Kids lick the icing off cakes. Fact. Some may eat the cake too, but there are many, like mine, who would go through a whole tray of cakes if they could, just skimming off the icing with their little filter-feeder mouths. So I got to thinking, as we were baking the other day, what if I just iced – something else? Like a stone.
Would they really lick the icing off anything – even a rock? But then one of them would probably crack a big tooth and turn my little experiment into a disfiguring reminder of my guilt forever more. I don’t know how it came to me, but I thought – a mushroom! It’s the right kind of shape, I had some in the fridge – and the kids loathe them!
Some claim that life’s too short to ice a mushroom, (I paraphrase) – but actually, for parents, I find there are lots of little pockets of time where you can’t really get anything particularly useful done, so you might as well do something silly and ultimately pointless.
Like when they’re playing nicely, which you know won’t last a nanosecond if you start putting away laundry, for example, so you start straightening up your ancient jam and pickles area in the fridge. Obviously there is not enough time to make the momentous decision to finally part with a kindly gifted homemade preserve, scrape the (probably very mouldy by now) contents into the bin and wash out the encrusted jar for recycling. Or when there is two minutes till the pasta is ready and you have squandered the other eight doing who knows what, but you can’t really capitalise on those two minutes because it’s too short a window. So you hover paralysed by the stove, vaguely thinking, “Will I ever move out of this sink-stove vortex?”
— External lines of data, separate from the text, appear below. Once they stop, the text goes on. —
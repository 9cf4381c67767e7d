#![allow(dead_code)]

pub const BASE_ENV: &[(&str, &str)] = &[
    ("S3_ENDPOINT", "http://127.0.0.1:9"),
    ("S3_ACCESS_KEY_ID", "test-access"),
    ("S3_SECRET_ACCESS_KEY", "test-secret"),
    ("S3_BUCKET", "datasets"),
];

pub fn build_pdf(pages: &[&str]) -> Vec<u8> {
    vlm_datasets::extract::fixtures::pdf_from_pages(pages).unwrap()
}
But that ten-minute lull between the children finishing a meal and asking for “something to eeee-at” is just long enough to do something daft. And there was the leftover icing just sitting there. So I did indeed ice a mushroom. Three, in fact.
How did I make them stand up so they wouldn’t drip everywhere, I hear you cry. I stuck ’em in a basil pot, of course.
I scattered on some hundreds and thousands for good measure, enjoying myself surprisingly much – amazed and amused at my own idiocy.
I popped them in the fridge to set and closed the door, rubbing my hands together a bit like Mrs Twit in Roald Dahl’s classic tale of domestic prankery. “The look on their faces when I tell them they licked a mushroom!” I thought to myself, tittering inwardly.
But as if to punish my lunacy, those lurky mushrooms wiped the smile clean off my chops. When I got them out again, they had – there can be no other description for it – spitefully drunk all the icing. So instead of a nice set glaze to trick the children into mouthing a mushroom, there were just some sorry hundreds and thousands clinging on to a revolting sticky mound. Porous little pesks. Needless to say, the children clasped their hands to their mouths making vomiting noises as soon as they clapped eyes on them.
The moral of the story?
Be thankful to your children, for they give you the interludes
you need to be creative.
Don’t ever think you can fool your kids.
|Until I think of some other way to test my “will eat icing off anything theory”, I will continue to make cakes.
Luckily, they are always happy to help…
Speaking of people who just lick the icing off cakes,
a very happy birthday to my darling sister!